• The charges of terrorism are strongly rejected by the defendants. They denounce a political trial, a prosecution and a lack of evidence. In particular, they point to decontextualized remarks and the use of trivial facts (sports and digital practices, reading and listening to music…)[3]. For their part, the police acknowledged that by the end of the investigation - and ten months of intensive surveillance - no “precise project” had been identified[4].

    The state has just been condemned for keeping the main defendant in solitary confinement for 16 months, from which he was only released after a 37-day hunger strike. A second complaint, awaiting trial, has been lodged against the repeated illegal strip-searches to which a defendant was subjected in pre-trial detention[5].

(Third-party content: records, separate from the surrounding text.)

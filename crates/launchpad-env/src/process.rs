//! ProcessRunner trait: the single seam through which child processes start.
//!
//! `SystemRunner` spawns real processes with inherited stdio so venv, pip and
//! the application write straight to the operator's terminal.

use std::ffi::{OsStr, OsString};
use std::path::PathBuf;
use std::process::{Command, ExitStatus, Stdio};

/// Description of one child process invocation.
#[derive(Debug, Clone, Default, PartialEq, Eq)]
pub struct ProcessSpec {
    pub program: PathBuf,
    pub args: Vec<OsString>,
    pub cwd: Option<PathBuf>,
    pub env: Vec<(OsString, OsString)>,
    pub env_remove: Vec<OsString>,
}

impl ProcessSpec {
    pub fn new(program: impl Into<PathBuf>) -> Self {
        Self {
            program: program.into(),
            ..Default::default()
        }
    }

    pub fn arg(mut self, arg: impl AsRef<OsStr>) -> Self {
        self.args.push(arg.as_ref().to_os_string());
        self
    }

    pub fn args<I, S>(mut self, args: I) -> Self
    where
        I: IntoIterator<Item = S>,
        S: AsRef<OsStr>,
    {
        self.args
            .extend(args.into_iter().map(|a| a.as_ref().to_os_string()));
        self
    }

    pub fn current_dir(mut self, dir: impl Into<PathBuf>) -> Self {
        self.cwd = Some(dir.into());
        self
    }

    pub fn env(mut self, key: impl AsRef<OsStr>, value: impl AsRef<OsStr>) -> Self {
        self.env
            .push((key.as_ref().to_os_string(), value.as_ref().to_os_string()));
        self
    }

    pub fn env_remove(mut self, key: impl AsRef<OsStr>) -> Self {
        self.env_remove.push(key.as_ref().to_os_string());
        self
    }

    /// Whether `args` contains the consecutive pair `first second`.
    pub fn has_arg_pair(&self, first: &str, second: &str) -> bool {
        self.args
            .windows(2)
            .any(|w| w[0] == first && w[1] == second)
    }

    /// Shell-like rendering for diagnostics.
    pub fn display(&self) -> String {
        let mut parts = vec![self.program.to_string_lossy().to_string()];
        parts.extend(self.args.iter().map(|a| a.to_string_lossy().to_string()));
        parts.join(" ")
    }

    pub fn to_command(&self) -> Command {
        let mut cmd = Command::new(&self.program);
        cmd.args(&self.args);
        if let Some(ref cwd) = self.cwd {
            cmd.current_dir(cwd);
        }
        for key in &self.env_remove {
            cmd.env_remove(key);
        }
        for (k, v) in &self.env {
            cmd.env(k, v);
        }
        cmd
    }
}

/// How a child process ended. `code` is `None` when it was killed by a signal.
#[derive(Debug, Clone, Copy, PartialEq, Eq)]
pub struct ExitOutcome {
    code: Option<i32>,
}

impl ExitOutcome {
    pub fn from_code(code: i32) -> Self {
        Self { code: Some(code) }
    }

    pub fn signalled() -> Self {
        Self { code: None }
    }

    pub fn success(&self) -> bool {
        self.code == Some(0)
    }

    pub fn code(&self) -> Option<i32> {
        self.code
    }
}

impl From<ExitStatus> for ExitOutcome {
    fn from(status: ExitStatus) -> Self {
        Self {
            code: status.code(),
        }
    }
}

impl std::fmt::Display for ExitOutcome {
    fn fmt(&self, f: &mut std::fmt::Formatter<'_>) -> std::fmt::Result {
        match self.code {
            Some(c) => write!(f, "exit code {}", c),
            None => f.write_str("termination by signal"),
        }
    }
}

/// Runs a child process to completion.
pub trait ProcessRunner {
    /// Block until the process exits. `Err` means it could not be started.
    fn run(&self, spec: &ProcessSpec) -> std::io::Result<ExitOutcome>;
}

/// Spawns real processes with stdin, stdout and stderr inherited.
#[derive(Debug, Clone, Copy, Default)]
pub struct SystemRunner;

impl ProcessRunner for SystemRunner {
    fn run(&self, spec: &ProcessSpec) -> std::io::Result<ExitOutcome> {
        tracing::debug!(command = %spec.display(), cwd = ?spec.cwd, "Spawning process");
        let status = spec
            .to_command()
            .stdin(Stdio::inherit())
            .stdout(Stdio::inherit())
            .stderr(Stdio::inherit())
            .status()?;
        Ok(status.into())
    }
}

impl<R: ProcessRunner + ?Sized> ProcessRunner for &R {
    fn run(&self, spec: &ProcessSpec) -> std::io::Result<ExitOutcome> {
        (**self).run(spec)
    }
}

    If those translations from DeepL are sufficiently accurate, at the very least, the main defendant was arrested has been held for 16 months.

    As for the rationale, I suppose it’s their relationship with the ‘far-left’ that have caught the police attention. There was a link to the French Wikipedia article on the arrests and the entire incident. From there, I gleaned that the ‘far-left’ relationship is with the YPG.

    According to the Wikipedia article, there’s still ongoing cases against the defendants.

    I hope someone else who’ve got a better grasp of both the French langauge and the Rovaja/YPG situation give their two cents since I’ve got no idea.